Capítulo 69: Ela é a Porta para um Novo Mundo
Os movimentos de Fausto pararam de repente.
Pensou ter ouvido coisas. “O que você disse?”
“Vamos namorar, eu... eu gosto de você.”
Os dedos de Fausto se fecharam instintivamente; seu olhar para ela era como um lago sombrio e sem fundo.
Aquele momento, ele esperou por quatro anos inteiros.
Desde o primeiro instante em que viu Ana Verão, ele se rendeu, perdido sem salvação.
Quatro anos, mais de mil e quatrocentos dias e noites, ele fantasiou incontáveis vezes o momento em que ela o aceitaria.
Esperou até sentir o coração doer, esperou até a decepção, e mesmo assim, em cada desilusão, uma nova esperança se acendia.
Agora, finalmente, esse dia havia chegado.
Ela, com seus próprios lábios, disse: vamos namorar.
No entanto, ele não se sentia tão feliz quanto imaginara; em vez disso, sentia um estranho alívio.
A proximidade e a distância de Ana Verão nunca lhe passaram despercebidas.
Sempre que pensava em desistir, ela se aproximava com doçura, fazendo-o se perder de novo.
Nessa longa espera, a paixão inicial já havia se transformado; a insistência não era mais pelo encanto do primeiro olhar, mas pela teimosia de não aceitar a derrota.
Uma imagem de um rosto exuberante passou-lhe pela mente. Se não fosse por Lívia Qin, talvez ele aceitasse Ana Verão.
Afinal, foram quatro anos de espera.
Mas agora...
Fitou profundamente a garota à sua frente, pegou o celular e se levantou.
“Ana, da próxima vez que encontrar alguém de quem goste, não fique fazendo joguinhos. O sentimento não resiste ao desgaste do tempo.”
Ana Verão desmoronou no assento, os olhos embaçados de lágrimas, vendo sua silhueta desaparecer aos poucos.
Cobriu os olhos com as mãos, e as lágrimas jorraram entre os dedos.
“Por quê? Por que teve que ser assim? Tudo estava indo tão bem, por que acabou desse jeito...”
Fausto saiu do restaurante e, ao encarar o sol lá fora, sentiu-se como se um grande peso tivesse sido removido de seus ombros.
Percebeu, enfim, que o sentimento por Ana Verão havia se tornado um fardo insuportável.
Pegou o celular e abriu a conversa com Lívia Qin.
[Tudo o que vivi, ainda volto como jovem: Onde você está?]
Lívia Qin enviou um endereço.

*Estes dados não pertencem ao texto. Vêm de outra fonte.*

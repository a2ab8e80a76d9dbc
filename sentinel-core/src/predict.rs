//! Risk prediction client.
//!
//! Risk scoring is an external service; the engine only submits the intake
//! payload and hands the typed report back to the host. Nothing here feeds
//! the escalation ladder.

use std::collections::HashMap;

use serde::{Deserialize, Serialize};

use crate::error::{Result, SentinelError};
use crate::intake::IntakeForm;

/// One bar of the vitals comparison chart.
#[derive(Debug, Clone, Serialize, Deserialize)]
pub struct ChartDatum {
    pub label: String,
    pub user_value: f64,
    pub recommended: HealthyRange,
    pub population_avg: f64,
}

#[derive(Debug, Clone, Copy, Serialize, Deserialize)]
pub struct HealthyRange {
    pub low: f64,
    pub high: f64,
}

/// The prediction service's full report.
#[derive(Debug, Clone, Serialize, Deserialize)]
pub struct PredictionReport {
    pub name: String,
    pub risk_category: String,
    pub risk_score: f64,
    pub probability: f64,
    pub classification: i32,
    pub advisory_message: String,
    #[serde(default)]
    pub chart: Vec<ChartDatum>,
    #[serde(default)]
    pub key_insights: Vec<String>,
    #[serde(default)]
    pub feature_importance: HashMap<String, f64>,
    #[serde(default)]
    pub recommended_actions: Vec<String>,
}

/// HTTP client for the prediction endpoint. Blocking; call from a worker
/// thread, not the coordinator loop.
pub struct PredictionClient {
    endpoint: String,
}

impl PredictionClient {
    pub fn new(base_url: &str) -> Self {
        Self {
            endpoint: format!("{}/api/predict", base_url.trim_end_matches('/')),
        }
    }

    pub fn predict(&self, form: &IntakeForm) -> Result<PredictionReport> {
        let client = reqwest::blocking::Client::builder()
            .build()
            .map_err(|e| SentinelError::Network(e.to_string()))?;

        let response = client
            .post(&self.endpoint)
            .json(form)
            .send()
            .map_err(|e| SentinelError::Network(e.to_string()))?;

        let status = response.status();
        if !status.is_success() {
            return Err(SentinelError::Network(format!(
                "prediction service returned {status}"
            )));
        }

        response
            .json()
            .map_err(|e| SentinelError::Network(format!("malformed prediction response: {e}")))
    }
}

Ele respondeu “recebido” e foi de carro.
[Águas Profundas: Estou te esperando!]
Abaixo, uma selfie travessa.
Olhando para o sorriso dela, Fausto riu de si mesmo.
Sabia que Lívia Qin era ainda mais difícil do que Ana Verão; ela era uma mulher fatal, e nem escondia isso.
Dizia abertamente: “Estou te seduzindo, brincando com você, te testando. Se quiser cair, caia; se quiser ir embora, vá.”
Uma mulher como uma rosa de fogo, infinitamente mais difícil de conquistar.
Ele também sabia que ela não tinha interesse nele; a aproximação era intencional, por causa do que aconteceu com Carolina Tang, ela passou a guardar rancor dele.
Mas esta mulher... ela tinha esse poder. Mesmo sabendo de suas intenções, ainda assim ele se deixava levar, de bom grado.
Fausto salvou a foto. Não desistiria, não importa o quão difícil fosse conquistá-la, jamais recuaria!
O vento produzido pelo carro acariciava seu rosto, como se um novo mundo se abrisse diante dele.
Criado desde pequeno para ser o herdeiro da família, sua vida fora monótona e insossa, sempre seguindo as regras; até as garotas por quem se interessava eram discretas como Ana Verão.
A paixão, o charme e o destemor de Lívia Qin eram uma descoberta, uma experiência completamente nova para ele. Um lado da vida que nunca conhecera.
Ao chegar na cafeteria combinada, mal entrou e já viu Lívia Qin sentada junto à janela, recostada na cadeira, absorta no celular.
Sua postura não tinha nada da compostura das jovens de boa família, exalava pura espontaneidade.
Esta era Lívia Qin, única e inconfundível.